There are also structural features in the Palestinian leadership that make Palestinians less “credible” or perhaps less attractive to champions of their cause. Simply, their political system is not democratic by Western standards. Often outside observers forget that one of the reasons for this is the persistent Israeli occupation. The first thing that Palestinians undertook after ending Israeli control over Palestinian populated areas through the implementation of the Oslo agreements was to conduct internationally-monitored elections.

A prominent example of the difference in the two sides’ approach to media relations was their handling of the Camp David 2000 talks. While Israel grabbed the moment to give their version of why Camp David failed (i.e., “it was the Palestinians’ fault”), Palestinians just said nothing–first, because they didn’t know how crucial it was to speak out at that moment, and second, because Palestinian President Yasser Arafat instead commenced a tour in which he visited more than 25 countries and their leaders in 20 days.

Public relations has also played a significant role during this Intifada. The Palestinians, despite incurring most of the casualties and suffering (particularly in the first few months of the Intifada), lost the PR battle from the start. Ironically, Israel–despite its initiation of the Palestinian-Israeli confrontations and despite its use of brute force and despite the heavy casualties it inflicted on Palestinians (an average of ten Palestinian dead a day)–incredibly managed to portray itself as the victim in this struggle.
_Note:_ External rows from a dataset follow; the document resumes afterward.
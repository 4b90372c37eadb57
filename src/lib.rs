// English draughts engine: rules, turn state machine and alpha-beta opponent
pub mod board;
pub mod console;
pub mod game;
pub mod perft;
pub mod search;
pub mod selfplay;

pub use board::movegen::{Move, PieceMove};
pub use board::{Board, Color, Piece, Rank, Square};
pub use game::{GameState, Phase};
pub use search::strategy::{AiPlayer, Difficulty};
Over the last few weeks, however, we may have entered a new phase. Yasser Arafat, who has been besieged in Ramallah and put under extreme international pressure, has suddenly become extremely active in dealing with the media and public relations. Interviews with the press and press-covered meetings with the general public are now part of his daily routine. He even published an article in the New York Times.
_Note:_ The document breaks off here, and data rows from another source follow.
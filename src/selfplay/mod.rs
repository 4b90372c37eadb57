use std::fs::File;
use std::io::{BufRead, BufReader, BufWriter, Write};
use std::path::Path;

use rand::rngs::SmallRng;
use rand::{Rng, SeedableRng};
use rayon::prelude::*;
use serde::{Deserialize, Serialize};

use crate::board::movegen::PieceMove;
use crate::board::Color;
use crate::game::GameState;
use crate::search::strategy::{AiPlayer, Difficulty};

#[derive(Clone, Debug)]
pub struct SelfPlayParams {
    pub games: usize,
    pub max_turns: usize, // game is drawn once this many turns are played
    pub depth: u32,
    pub light: Difficulty,
    pub dark: Difficulty,
    pub seed: u64,
    pub threads: usize,
}

impl Default for SelfPlayParams {
    fn default() -> Self {
        Self { games: 1, max_turns: 150, depth: 3, light: Difficulty::Medium, dark: Difficulty::Medium, seed: 42, threads: 1 }
    }
}

#[derive(Clone, Debug, PartialEq, Serialize, Deserialize)]
pub struct GameRecord {
    pub legs: Vec<PieceMove>,
    pub turns: usize,
    pub winner: Option<Color>, // None: drawn on the turn limit
}

// Seeds for the two players of game `gi`; independent of scheduling order.
fn game_seeds(seed: u64, gi: usize) -> (u64, u64) {
    let mut rng = SmallRng::seed_from_u64(seed ^ (gi as u64).wrapping_mul(0x9E37_79B9_7F4A_7C15));
    (rng.gen(), rng.gen())
}

pub fn play_game(params: &SelfPlayParams, gi: usize) -> GameRecord {
    let (light_seed, dark_seed) = game_seeds(params.seed, gi);
    let mut light = AiPlayer::seeded(params.light, light_seed).with_depth(params.depth);
    let mut dark = AiPlayer::seeded(params.dark, dark_seed).with_depth(params.depth);
    let mut game = GameState::new();
    while !game.is_over() && game.turns() < params.max_turns {
        let player = if game.current() == Color::Light { &mut light } else { &mut dark };
        if player.play_turn(&mut game).is_empty() { break; }
    }
    let winner = game.no_moves().map(Color::opponent);
    log::debug!("game {gi}: {} turns, winner {:?}", game.turns(), winner);
    GameRecord { legs: game.history().to_vec(), turns: game.turns(), winner }
}

/// Plays `params.games` games. Output is identical for a given seed whatever
/// the thread count.
pub fn generate_games(params: &SelfPlayParams) -> Vec<GameRecord> {
    generate_games_with_progress(params, |_| {})
}

/// Like `generate_games`, calling `on_game` once per finished game. Calls
/// arrive in completion order, which varies with `params.threads`.
pub fn generate_games_with_progress<F>(params: &SelfPlayParams, on_game: F) -> Vec<GameRecord>
where
    F: Fn(&GameRecord) + Sync,
{
    let run = |gi| {
        let g = play_game(params, gi);
        on_game(&g);
        g
    };
    if params.threads <= 1 {
        return (0..params.games).map(run).collect();
    }
    match rayon::ThreadPoolBuilder::new().num_threads(params.threads).build() {
        Ok(pool) => pool.install(|| (0..params.games).into_par_iter().map(run).collect::<Vec<_>>()),
        Err(e) => {
            log::warn!("falling back to one thread: {e}");
            (0..params.games).map(run).collect()
        }
    }
}

/// Re-applies a record's legs through the turn engine; `None` if any leg is
/// rejected.
pub fn replay(record: &GameRecord) -> Option<GameState> {
    let mut game = GameState::new();
    for leg in &record.legs {
        game.apply_move(leg.from, &leg.mv)?;
    }
    Some(game)
}

pub fn write_jsonl<P: AsRef<Path>>(games: &[GameRecord], path: P) -> std::io::Result<()> {
    let mut w = BufWriter::new(File::create(path)?);
    for g in games {
        serde_json::to_writer(&mut w, g)?;
        w.write_all(b"\n")?;
    }
    w.flush()
}

pub fn read_jsonl<P: AsRef<Path>>(path: P) -> std::io::Result<Vec<GameRecord>> {
    let rdr = BufReader::new(File::open(path)?);
    let mut out = Vec::new();
    for line in rdr.lines() {
        let line = line?;
        if line.trim().is_empty() { continue; }
        out.push(serde_json::from_str(&line)?);
    }
    Ok(out)
}
use std::io::{self, BufRead, Write};

use crate::board::{within_bounds, Color, Square};
use crate::game::{GameState, Phase};
use crate::search::strategy::{AiPlayer, Difficulty};

/// Line-oriented front end: a human clicks squares, the machine answers
/// as soon as the human's turn is over.
pub struct Session {
    game: GameState,
    ai: AiPlayer,
    human: Color,
}

impl Session {
    pub fn new(ai: AiPlayer, human: Color) -> Self {
        Self { game: GameState::new(), ai, human }
    }

    pub fn game(&self) -> &GameState { &self.game }

    fn cmd_new<W: Write>(&mut self, out: &mut W) -> io::Result<()> {
        self.game = GameState::new();
        writeln!(out, "new game, {} to move", self.game.current())?;
        self.ai_reply(out)
    }

    fn cmd_board<W: Write>(&self, out: &mut W) -> io::Result<()> {
        write!(out, "{}", self.game.board())?;
        writeln!(out, "{} to move", self.game.current())
    }

    fn cmd_moves<W: Write>(&self, out: &mut W) -> io::Result<()> {
        let from = match self.game.phase() {
            Phase::PieceSelected { from, .. } | Phase::AwaitingContinuation { from, .. } => *from,
            _ => return writeln!(out, "no piece selected"),
        };
        let dests: Vec<String> = self.game.held_moves().iter().map(|m| m.to.to_string()).collect();
        if dests.is_empty() { writeln!(out, "{from} has no moves") } else { writeln!(out, "{from}: {}", dests.join(" ")) }
    }

    fn cmd_click<W: Write>(&mut self, args: &str, out: &mut W) -> io::Result<()> {
        let mut tokens = args.split_whitespace().map(|t| t.parse::<i32>());
        let sq = match (tokens.next(), tokens.next()) {
            (Some(Ok(r)), Some(Ok(c))) if within_bounds(r, c) => Square::new(r as usize, c as usize),
            _ => return writeln!(out, "usage: click <row 0-7> <col 0-7>"),
        };
        if self.game.is_over() { return self.report_over(out); }
        if self.game.current() != self.human { return writeln!(out, "not your turn"); }
        match self.game.click(sq) {
            Some(applied) => {
                writeln!(out, "moved {}", applied.leg)?;
                if let Some(at) = self.game.continuation() {
                    return writeln!(out, "continue capturing with {at}");
                }
                self.ai_reply(out)
            }
            None => self.cmd_moves(out),
        }
    }

    fn cmd_difficulty<W: Write>(&mut self, args: &str, out: &mut W) -> io::Result<()> {
        match args.parse::<Difficulty>() {
            Ok(d) => { self.ai.difficulty = d; writeln!(out, "difficulty {d}") }
            Err(e) => writeln!(out, "{e}"),
        }
    }

    fn ai_reply<W: Write>(&mut self, out: &mut W) -> io::Result<()> {
        if self.game.is_over() { return self.report_over(out); }
        if self.game.current() == self.human { return Ok(()); }
        let legs = self.ai.play_turn(&mut self.game);
        let text: Vec<String> = legs.iter().map(|l| l.to_string()).collect();
        writeln!(out, "ai plays {}", text.join(" "))?;
        if self.game.is_over() { self.report_over(out) } else { Ok(()) }
    }

    fn report_over<W: Write>(&self, out: &mut W) -> io::Result<()> {
        match self.game.no_moves() {
            Some(c) => writeln!(out, "no legal moves for {c}, {} wins", c.opponent()),
            None => Ok(()),
        }
    }

    /// Handles one command. Returns `false` on `quit`.
    pub fn handle_line<W: Write>(&mut self, line: &str, out: &mut W) -> io::Result<bool> {
        let line = line.trim();
        let (cmd, rest) = line.split_once(' ').unwrap_or((line, ""));
        match cmd {
            "" => {}
            "quit" => return Ok(false),
            "new" => self.cmd_new(out)?,
            "board" => self.cmd_board(out)?,
            "moves" => self.cmd_moves(out)?,
            "click" => self.cmd_click(rest, out)?,
            "difficulty" => self.cmd_difficulty(rest, out)?,
            "go" => self.ai_reply(out)?,
            other => writeln!(out, "unknown command {other:?}")?,
        }
        Ok(true)
    }

    pub fn run_loop<R: BufRead, W: Write>(&mut self, input: R, out: &mut W) -> io::Result<()> {
        self.ai_reply(out)?;
        for line in input.lines() {
            let line = line?;
            if !self.handle_line(&line, out)? { break; }
            out.flush()?;
        }
        Ok(())
    }
}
In these appearances, Arafat’s tone has changed, on the one hand showing increasing toughness in refusing to give in to Israeli threats and pressure, and on the other hand using very moderate political language, particularly in giving a new and significant concession in the official Palestinian position on refugees.

Coincidentally or not, Israeli Prime Minister Ariel Sharon has also increased his media appearances, departing from what seems to have been good advice given him after taking office–in essence to “shut up.” That silence may have been one reason for his political survival to date. Since he has changed his strategy and become generous to the media, his public position has simultaneously deteriorated–both in Israel and internationally.
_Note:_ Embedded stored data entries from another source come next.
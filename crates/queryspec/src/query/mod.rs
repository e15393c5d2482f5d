//! Module: query
//! Responsibility: everything between a fluent builder call and an
//! executable artifact: the condition-node graph, the criteria and sort
//! compilers, and the compiled predicate/comparator forms.

pub mod criteria;
mod eval;
pub mod node;
pub mod sort;

#[cfg(test)]
mod tests;

pub use criteria::{Criteria, Filter};
pub use node::{Combinator, Condition, ConditionGraph, ConditionNode, NodeId, Operator};
pub use sort::{Direction, SortCondition, SortItem, Sorter};
pub mod normalize;

pub use self::normalize::normalize;

use chrono::{NaiveDate, NaiveDateTime};
use serde::{Deserialize, Serialize};
use std::cmp::Ordering;

// Integer magnitudes above 2^53 lose precision through f64; mixed
// integer/float comparisons outside this window return None.
const F64_SAFE_I64: i64 = 1i64 << 53;
const F64_SAFE_U64: u64 = 1u64 << 53;

///
/// Value
///
/// The scalar/collection vocabulary condition nodes and sort keys speak.
/// `Null` models an explicitly absent field value (the SQL-null case);
/// a field missing from a record entirely is a separate condition handled
/// at evaluation time.
///
/// The serde encoding is externally tagged, so a serialized value is
/// self-describing and decodes back to the same variant.
///

#[derive(Clone, Debug, Deserialize, PartialEq, Serialize)]
pub enum Value {
    Bool(bool),
    Int(i64),
    Uint(u64),
    Float(f64),
    Text(String),
    Date(NaiveDate),
    DateTime(NaiveDateTime),
    /// Ordered list of values; the right-hand side of membership operators.
    List(Vec<Self>),
    Null,
}

impl Value {
    ///
    /// CONSTRUCTION
    ///

    /// Build a `Value::List` from owned items.
    pub fn from_list<T>(items: Vec<T>) -> Self
    where
        T: Into<Self>,
    {
        Self::List(items.into_iter().map(Into::into).collect())
    }

    ///
    /// TYPES
    ///

    /// Returns true for the variants numeric comparison supports.
    #[must_use]
    pub const fn is_numeric(&self) -> bool {
        matches!(self, Self::Int(_) | Self::Uint(_) | Self::Float(_))
    }

    /// Returns true if the value is Text.
    #[must_use]
    pub const fn is_text(&self) -> bool {
        matches!(self, Self::Text(_))
    }

    /// Stable variant name used in diagnostics.
    #[must_use]
    pub const fn variant_name(&self) -> &'static str {
        match self {
            Self::Bool(_) => "Bool",
            Self::Int(_) => "Int",
            Self::Uint(_) => "Uint",
            Self::Float(_) => "Float",
            Self::Text(_) => "Text",
            Self::Date(_) => "Date",
            Self::DateTime(_) => "DateTime",
            Self::List(_) => "List",
            Self::Null => "Null",
        }
    }

    ///
    /// CONVERSION
    ///

    #[must_use]
    pub fn as_text(&self) -> Option<&str> {
        if let Self::Text(s) = self {
            Some(s.as_str())
        } else {
            None
        }
    }

    #[must_use]
    pub fn as_list(&self) -> Option<&[Self]> {
        if let Self::List(xs) = self {
            Some(xs.as_slice())
        } else {
            None
        }
    }

    /// Canonical textual rendering used when text operators are applied to
    /// non-text scalars. Collections have no rendering.
    #[must_use]
    pub fn render_text(&self) -> Option<String> {
        match self {
            Self::Bool(b) => Some(b.to_string()),
            Self::Int(i) => Some(i.to_string()),
            Self::Uint(u) => Some(u.to_string()),
            Self::Float(f) => Some(f.to_string()),
            Self::Text(s) => Some(s.clone()),
            Self::Date(d) => Some(d.format("%Y-%m-%d").to_string()),
            Self::DateTime(dt) => Some(dt.format("%Y-%m-%dT%H:%M:%S").to_string()),
            Self::List(_) | Self::Null => None,
        }
    }

    ///
    /// COMPARISON
    ///

    /// Cross-width numeric comparison; None if either side is non-numeric or
    /// the comparison would pass through a lossy f64 conversion.
    #[must_use]
    pub fn cmp_numeric(&self, other: &Self) -> Option<Ordering> {
        match (self, other) {
            (Self::Int(a), Self::Int(b)) => Some(a.cmp(b)),
            (Self::Uint(a), Self::Uint(b)) => Some(a.cmp(b)),
            (Self::Int(a), Self::Uint(b)) => Some(i128::from(*a).cmp(&i128::from(*b))),
            (Self::Uint(a), Self::Int(b)) => Some(i128::from(*a).cmp(&i128::from(*b))),
            (Self::Float(a), Self::Float(b)) => a.partial_cmp(b),
            (Self::Float(a), _) => a.partial_cmp(&other.to_f64_lossless()?),
            (_, Self::Float(b)) => self.to_f64_lossless()?.partial_cmp(b),
            _ => None,
        }
    }

    /// Ordering between identical orderable variants. Text is lexical.
    /// Returns None for mismatched or non-orderable variants.
    #[must_use]
    pub fn strict_order_cmp(left: &Self, right: &Self) -> Option<Ordering> {
        match (left, right) {
            (Self::Bool(a), Self::Bool(b)) => Some(a.cmp(b)),
            (Self::Int(a), Self::Int(b)) => Some(a.cmp(b)),
            (Self::Uint(a), Self::Uint(b)) => Some(a.cmp(b)),
            (Self::Float(a), Self::Float(b)) => a.partial_cmp(b),
            (Self::Text(a), Self::Text(b)) => Some(a.cmp(b)),
            (Self::Date(a), Self::Date(b)) => Some(a.cmp(b)),
            (Self::DateTime(a), Self::DateTime(b)) => Some(a.cmp(b)),
            _ => None,
        }
    }

    /// Equality with numeric widening. Null equals only Null.
    #[must_use]
    pub fn loose_eq(left: &Self, right: &Self) -> bool {
        if left.is_numeric() && right.is_numeric() {
            return left.cmp_numeric(right) == Some(Ordering::Equal);
        }

        left == right
    }

    #[expect(clippy::cast_precision_loss)]
    fn to_f64_lossless(&self) -> Option<f64> {
        match self {
            Self::Float(f) => Some(*f),
            Self::Int(i) if (-F64_SAFE_I64..=F64_SAFE_I64).contains(i) => Some(*i as f64),
            Self::Uint(u) if *u <= F64_SAFE_U64 => Some(*u as f64),
            _ => None,
        }
    }

    ///
    /// TEXT OPERATIONS
    ///
    /// Ordinal (case-sensitive) matching; both sides must be Text.
    ///

    fn text_op(&self, other: &Self, f: impl Fn(&str, &str) -> bool) -> Option<bool> {
        let (a, b) = (self.as_text()?, other.as_text()?);
        Some(f(a, b))
    }

    /// Check whether `needle` is a substring of `self`.
    #[must_use]
    pub fn text_contains(&self, needle: &Self) -> Option<bool> {
        self.text_op(needle, |a, b| a.contains(b))
    }

    /// Check whether `self` starts with `needle`.
    #[must_use]
    pub fn text_starts_with(&self, needle: &Self) -> Option<bool> {
        self.text_op(needle, |a, b| a.starts_with(b))
    }

    /// Check whether `self` ends with `needle`.
    #[must_use]
    pub fn text_ends_with(&self, needle: &Self) -> Option<bool> {
        self.text_op(needle, |a, b| a.ends_with(b))
    }

    ///
    /// COLLECTIONS
    ///

    /// Returns true if `self` exists inside the provided list, with numeric
    /// widening on elements. None if `haystack` is not a list.
    #[must_use]
    pub fn in_list(&self, haystack: &Self) -> Option<bool> {
        let Self::List(items) = haystack else {
            return None;
        };

        Some(items.iter().any(|item| Self::loose_eq(item, self)))
    }
}

macro_rules! impl_from_for {
    ( $( $type:ty => $variant:ident ),* $(,)? ) => {
        $(
            impl From<$type> for Value {
                fn from(v: $type) -> Self {
                    Self::$variant(v.into())
                }
            }
        )*
    };
}

impl_from_for! {
    bool          => Bool,
    i8            => Int,
    i16           => Int,
    i32           => Int,
    i64           => Int,
    u8            => Uint,
    u16           => Uint,
    u32           => Uint,
    u64           => Uint,
    f32           => Float,
    f64           => Float,
    &str          => Text,
    String        => Text,
    NaiveDate     => Date,
    NaiveDateTime => DateTime,
}

impl From<Vec<Self>> for Value {
    fn from(vec: Vec<Self>) -> Self {
        Self::List(vec)
    }
}

impl<T: Into<Self>> From<Option<T>> for Value {
    fn from(opt: Option<T>) -> Self {
        opt.map_or(Self::Null, Into::into)
    }
}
These recent developments emphasize once again the extreme importance of international public opinion to the two sides. It also demonstrates how much leverage the outside world, especially the US and Europe, really has over Palestinians and Israelis.

Europe and the United States and the international community in general can be a major contributor to the cause of peace in the Middle East. They have not yet done so only because the United States, following a post-Camp David strategy of leaving the weaker party to the mercy of the stronger in order to ensure progress by force, is avoiding involvement itself and trying to prevent others from interfering. The recent media blitz demonstrates that if the Americans stop holding the process hostage, we might see results.

Mr. Ghassan Khatib is a Palestinian political analyst and director of the Jerusalem Media and Communications Center.